How do you actually demand a chart recount?
Slipknot have stolen the US album chart number one position from The Game.
The Game's LAX was ahead when the chart was first published, but only by a thin slither of a margin, so for some reason, they decided to count again. This time - somehow - All Hope Is Gone came out on top. So that's the number one.
Given that the data must have stayed the same, and presuming that they use a computer to do the adding up, how exactly did it get two different results from the same process on the same numbers? Or are the US album charts counted by hand, using huge ledgers and abacuses? Did Microsoft issue a patch halfway through to correct the "7+7=13" bug?

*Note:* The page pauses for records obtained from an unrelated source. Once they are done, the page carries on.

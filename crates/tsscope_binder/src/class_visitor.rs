//! Classes and their members.
//!
//! A class opens up to two scopes: the generic type-parameter scope (only
//! when it has type parameters) and the class scope. The class scope holds a
//! second binding of the class name so the body keeps seeing the class even
//! if the outer name is reassigned. Field initializers and static blocks run
//! later than the surrounding code and get scopes of their own.

use crate::analyzer::Analyzer;
use crate::binder::{DeclarationSite, FunctionBody, FunctionLike};
use crate::binding::DefinitionKind;
use crate::scope::{ScopeFlags, ScopeKind};
use tsscope_ast::visitor::AstVisitor;
use tsscope_ast::*;

fn method_body<'n, 'a>(body: &'n Option<Block<'a>>) -> FunctionBody<'n, 'a> {
    match body {
        Some(block) => FunctionBody::Block(block),
        None => FunctionBody::Missing,
    }
}

impl<'o> Analyzer<'o> {
    /// `is_declaration` distinguishes `class C {}` statements, whose name is
    /// also bound in the enclosing scope, from class expressions.
    pub(crate) fn bind_class<'a>(&mut self, node: &ClassDeclaration<'a>, is_declaration: bool) {
        self.record_node(&node.data);
        if let (true, Some(name)) = (is_declaration, &node.name) {
            let scope = self.lexical_target();
            self.declare(
                scope,
                DeclarationSite::new(name, DefinitionKind::Class, &node.data).init_range(node.data.range),
            );
        }
        for decorator in node.decorators.iter() {
            self.visit_decorator(decorator);
        }

        self.with_ambient(&node.data, |this| {
            let generic = !node.type_parameters.is_empty();
            if generic {
                this.enter_scope(ScopeKind::GenericTypeParameters, &node.data, ScopeFlags::NONE);
                this.bind_type_parameters(node.type_parameters);
            }
            let class_scope = this.enter_scope(ScopeKind::Class, &node.data, ScopeFlags::NONE);
            if let Some(name) = &node.name {
                this.declare(
                    class_scope,
                    DeclarationSite::new(name, DefinitionKind::Class, &node.data)
                        .init_range(node.data.range)
                        .exported(false),
                );
            }
            for clause in node.heritage_clauses.iter() {
                this.bind_heritage_clause(clause, true);
            }
            for member in node.members.iter() {
                this.visit_class_element(member);
            }
            this.exit_scope();
            if generic {
                this.exit_scope();
            }
        });
    }

    pub(crate) fn bind_property_declaration<'a>(&mut self, node: &PropertyDeclaration<'a>) {
        self.record_node(&node.data);
        for decorator in node.decorators.iter() {
            self.visit_decorator(decorator);
        }
        self.visit_property_name(&node.name);
        if let Some(ty) = node.type_annotation {
            self.visit_type_node(ty);
        }
        if let Some(init) = node.initializer {
            self.enter_scope(ScopeKind::ClassFieldInitializer, init.data(), ScopeFlags::NONE);
            self.visit_expression(init);
            self.exit_scope();
        }
    }

    /// Class methods, accessors and object-literal methods.
    pub(crate) fn bind_method_declaration<'a>(&mut self, node: &MethodDeclaration<'a>) {
        self.record_node(&node.data);
        for decorator in node.decorators.iter() {
            self.visit_decorator(decorator);
        }
        self.visit_property_name(&node.name);
        self.bind_function_like(FunctionLike {
            node: &node.data,
            type_parameters: node.type_parameters,
            parameters: node.parameters,
            return_type: node.return_type,
            body: method_body(&node.body),
            is_arrow: false,
        });
    }

    pub(crate) fn bind_constructor<'a>(&mut self, node: &ConstructorDeclaration<'a>) {
        self.record_node(&node.data);
        self.bind_function_like(FunctionLike {
            node: &node.data,
            type_parameters: &[],
            parameters: node.parameters,
            return_type: None,
            body: method_body(&node.body),
            is_arrow: false,
        });
    }

    pub(crate) fn bind_class_static_block<'a>(&mut self, node: &ClassStaticBlockDeclaration<'a>) {
        self.record_node(&node.data);
        self.enter_scope(ScopeKind::ClassStaticBlock, &node.data, ScopeFlags::NONE);
        self.record_node(&node.body.data);
        for stmt in node.body.statements.iter() {
            self.visit_statement(stmt);
        }
        self.exit_scope();
    }
}
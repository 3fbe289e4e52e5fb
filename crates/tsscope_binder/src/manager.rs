//! The finished scope graph and its query surface.

use crate::anomaly::Anomaly;
use crate::binding::{Binding, Definition};
use crate::ids::{BindingId, DefinitionId, ReferenceId, ScopeId};
use crate::reference::{Reference, ReferenceMode};
use crate::scope::Scope;
use rustc_hash::FxHashMap;
use smallvec::SmallVec;
use std::ops::Deref;
use tsscope_ast::NodeId;
use tsscope_core::intern::{InternedString, StringInterner};
use tsscope_diagnostics::DiagnosticCollection;
use tsscope_options::SourceType;

/// Scopes, bindings and references of one analyzed file.
///
/// Scopes are stored in pre-order with the global scope first. All ids
/// handed out by the manager index into its own arenas.
#[derive(Debug)]
pub struct ScopeManager {
    pub(crate) file_name: String,
    pub(crate) interner: StringInterner,
    pub(crate) source_type: SourceType,
    pub(crate) scopes: Vec<Scope>,
    pub(crate) bindings: Vec<Binding>,
    pub(crate) definitions: Vec<Definition>,
    pub(crate) references: Vec<Reference>,
    /// Scopes each node introduces, outermost first.
    pub(crate) node_scopes: FxHashMap<NodeId, SmallVec<[ScopeId; 2]>>,
    /// The scope that was innermost when each node was visited.
    pub(crate) enclosing: FxHashMap<NodeId, ScopeId>,
    pub(crate) reference_nodes: FxHashMap<NodeId, ReferenceId>,
    pub(crate) declaration_bindings: FxHashMap<NodeId, SmallVec<[BindingId; 1]>>,
    pub(crate) unresolved: Vec<ReferenceId>,
    pub(crate) anomalies: Vec<Anomaly>,
}

impl ScopeManager {
    // ========================================================================
    // Scopes
    // ========================================================================

    pub fn root(&self) -> ScopeRef<'_> {
        self.scope(ScopeId::ROOT)
    }

    /// Every scope in pre-order.
    pub fn scopes(&self) -> impl ExactSizeIterator<Item = ScopeRef<'_>> + '_ {
        self.scopes.iter().map(move |scope| ScopeRef { manager: self, scope })
    }

    pub fn scope_count(&self) -> usize {
        self.scopes.len()
    }

    /// # Panics
    ///
    /// If `id` was not produced by this manager.
    pub fn scope(&self, id: ScopeId) -> ScopeRef<'_> {
        ScopeRef {
            manager: self,
            scope: &self.scopes[id.index()],
        }
    }

    /// The outermost scope `node` introduces, or else the scope it was
    /// visited in.
    pub fn scope_for_node(&self, node: NodeId) -> Option<ScopeRef<'_>> {
        self.node_scopes
            .get(&node)
            .and_then(|scopes| scopes.first().copied())
            .or_else(|| self.enclosing.get(&node).copied())
            .map(|id| self.scope(id))
    }

    /// The scope a node sits in, ignoring any scope it opens itself.
    pub fn enclosing_scope(&self, node: NodeId) -> Option<ScopeRef<'_>> {
        self.enclosing.get(&node).map(|&id| self.scope(id))
    }

    /// Scopes `node` introduces, outermost first. A function with type and
    /// default-valued parameters introduces three.
    pub fn scopes_introduced_by(&self, node: NodeId) -> &[ScopeId] {
        self.node_scopes
            .get(&node)
            .map(|scopes| scopes.as_slice())
            .unwrap_or(&[])
    }

    // ========================================================================
    // Bindings, definitions and references
    // ========================================================================

    pub fn binding(&self, id: BindingId) -> &Binding {
        &self.bindings[id.index()]
    }

    pub fn bindings(&self) -> &[Binding] {
        &self.bindings
    }

    pub fn definition(&self, id: DefinitionId) -> &Definition {
        &self.definitions[id.index()]
    }

    pub fn definitions_of(&self, binding: BindingId) -> impl Iterator<Item = &Definition> + '_ {
        self.bindings[binding.index()]
            .definitions
            .iter()
            .map(move |&id| self.definition(id))
    }

    pub fn first_definition(&self, binding: BindingId) -> Option<&Definition> {
        self.definitions_of(binding).next()
    }

    pub fn last_definition(&self, binding: BindingId) -> Option<&Definition> {
        self.bindings[binding.index()]
            .definitions
            .last()
            .map(|&id| self.definition(id))
    }

    pub fn reference(&self, id: ReferenceId) -> &Reference {
        &self.references[id.index()]
    }

    pub fn references(&self) -> &[Reference] {
        &self.references
    }

    /// The reference raised at an identifier node.
    pub fn reference_for_node(&self, node: NodeId) -> Option<&Reference> {
        self.reference_nodes.get(&node).map(|&id| self.reference(id))
    }

    /// The bindings a declaration node created names for. A destructuring
    /// declarator yields one per name; a class declaration yields its outer
    /// and inner name.
    pub fn bindings_for_declaration_node(&self, node: NodeId) -> &[BindingId] {
        self.declaration_bindings
            .get(&node)
            .map(|bindings| bindings.as_slice())
            .unwrap_or(&[])
    }

    /// The binding `name` denotes as a value at `scope`, looking outward.
    pub fn resolve(&self, scope: ScopeId, name: &str) -> Option<&Binding> {
        self.resolve_in(scope, name, ReferenceMode::Value)
    }

    /// The binding `name` denotes as a type at `scope`, looking outward.
    pub fn resolve_type(&self, scope: ScopeId, name: &str) -> Option<&Binding> {
        self.resolve_in(scope, name, ReferenceMode::Type)
    }

    fn resolve_in(&self, scope: ScopeId, name: &str, mode: ReferenceMode) -> Option<&Binding> {
        let name = self.interner.get(name)?;
        let mut current = Some(scope);
        while let Some(id) = current {
            let scope = &self.scopes[id.index()];
            if let Some(binding) = scope.lookup(name, mode) {
                return Some(self.binding(binding));
            }
            current = scope.parent;
        }
        None
    }

    /// References that found no binding, in textual order.
    pub fn unresolved_references(&self) -> impl Iterator<Item = &Reference> + '_ {
        self.unresolved.iter().map(move |&id| self.reference(id))
    }

    // ========================================================================
    // Anomalies
    // ========================================================================

    /// Findings ordered by position.
    pub fn anomalies(&self) -> &[Anomaly] {
        &self.anomalies
    }

    pub fn anomaly_diagnostics(&self) -> DiagnosticCollection {
        let mut diagnostics = DiagnosticCollection::new();
        diagnostics.extend(self.anomalies.iter().map(|anomaly| anomaly.to_diagnostic(self)));
        diagnostics.sort();
        diagnostics
    }

    // ========================================================================
    // Names and file
    // ========================================================================

    pub fn interner(&self) -> &StringInterner {
        &self.interner
    }

    pub fn name(&self, name: InternedString) -> &str {
        self.interner.resolve(name)
    }

    pub fn file_name(&self) -> &str {
        &self.file_name
    }

    pub fn source_type(&self) -> SourceType {
        self.source_type
    }
}

/// A scope together with the manager it belongs to.
#[derive(Clone, Copy)]
pub struct ScopeRef<'m> {
    manager: &'m ScopeManager,
    scope: &'m Scope,
}

impl<'m> ScopeRef<'m> {
    pub fn parent(&self) -> Option<ScopeRef<'m>> {
        self.scope.parent.map(|id| self.manager.scope(id))
    }

    pub fn children(&self) -> impl Iterator<Item = ScopeRef<'m>> + 'm {
        let manager = self.manager;
        self.scope.children.iter().map(move |&id| manager.scope(id))
    }

    /// Every binding created here, including redeclared ones.
    pub fn bindings(&self) -> impl Iterator<Item = &'m Binding> + 'm {
        let manager = self.manager;
        self.scope.bindings.iter().map(move |&id| manager.binding(id))
    }

    pub fn references(&self) -> impl Iterator<Item = &'m Reference> + 'm {
        let manager = self.manager;
        self.scope.references.iter().map(move |&id| manager.reference(id))
    }

    pub fn through(&self) -> impl Iterator<Item = &'m Reference> + 'm {
        let manager = self.manager;
        self.scope.through.iter().map(move |&id| manager.reference(id))
    }

    /// Value lookup from this scope outward.
    pub fn resolve(&self, name: &str) -> Option<&'m Binding> {
        self.manager.resolve(self.scope.id, name)
    }

    /// The binding visible for `name` in this scope alone, value first.
    pub fn lookup_local(&self, name: &str) -> Option<&'m Binding> {
        let name = self.manager.interner.get(name)?;
        self.scope
            .lookup(name, ReferenceMode::ValueOrType)
            .map(|id| self.manager.binding(id))
    }

    /// Names visible in this scope alone, in declaration order.
    pub fn variable_names(&self) -> Vec<&'m str> {
        let manager = self.manager;
        self.scope.names().map(|(name, _)| manager.name(name)).collect()
    }

    pub fn manager(&self) -> &'m ScopeManager {
        self.manager
    }
}

impl<'m> Deref for ScopeRef<'m> {
    type Target = Scope;

    fn deref(&self) -> &Scope {
        self.scope
    }
}

impl std::fmt::Debug for ScopeRef<'_> {
    fn fmt(&self, f: &mut std::fmt::Formatter<'_>) -> std::fmt::Result {
        f.debug_struct("ScopeRef")
            .field("id", &self.scope.id)
            .field("kind", &self.scope.kind)
            .finish()
    }
}

#[cfg(test)]
mod tests {
    use super::*;

    #[test]
    fn test_manager_is_send_and_sync() {
        fn assert_send_sync<T: Send + Sync>() {}
        assert_send_sync::<ScopeManager>();
        assert_send_sync::<ScopeRef<'static>>();
    }
}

We might never know. We should, however, be delighted that the compilers of the American chart take their job of awarding the prize to the correct candidate so seriously. If only they could be put in charge of the presidential election results.
4 comments:
http://www.mtv.com/news/articles/1492244/20041013/strait_george.jhtml
Apparently it's not unusual for them to 'reprocess' data like this. As you suggest, quite how it can be reprocessed at all is strange...
But if a quick count again can cause #1 and #2 to be transposed, then presumably the lower reaches of the chart, where the difference between, say number 70 and number 80 can be in the dozens, must be as unreliable as to be pointless. They might as well just get someone from Wal_Mart to draw the chart up from memory of what they put through the till.
I think the biggest surprise in this story is that it's the Slipknot record that makes number one. Slipknot at number one in 2008? Didn't their shtick get tired somewhere around 2002???
But they're back! And they've got new hats!... I mean masks!